▶ _GOAL OF THE EXERCISE_
Copy, word for word, each line of the data below from the first through the line containing "gui_server::gui_entry as usize as u32);", and stop there.

*** Opening THE DATA ***

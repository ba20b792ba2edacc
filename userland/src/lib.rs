#![no_std]
#![allow(unsafe_op_in_unsafe_fn)]

extern crate alloc;

pub mod explorer;
pub mod gui_server;
pub mod shell;
pub mod syscall;

use orion_core::bin::register_builtin;

/// Register every compiled-in program under its canonical path. Called
/// once from the kernel entry, before boot spawns the shell.
pub fn init() {
    register_builtin("/cmd/shell.sys", shell::shell_entry as usize as u32);
    register_builtin("/cmd/gui.sys", gui_server::gui_entry as usize as u32);
    register_builtin("/cmd/explorer.sys", explorer::explorer_entry as usize as u32);
}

*** Closing THE DATA ***

▶ _SOLUTION TO THE EXERCISE_
repository ba20b792ba2edacc
filename userland/src/lib.rs
#![no_std]
#![allow(unsafe_op_in_unsafe_fn)]

extern crate alloc;

pub mod explorer;
pub mod gui_server;
pub mod shell;
pub mod syscall;

use orion_core::bin::register_builtin;

/// Register every compiled-in program under its canonical path. Called
/// once from the kernel entry, before boot spawns the shell.
pub fn init() {
    register_builtin("/cmd/shell.sys", shell::shell_entry as usize as u32);
    register_builtin("/cmd/gui.sys", gui_server::gui_entry as usize as u32);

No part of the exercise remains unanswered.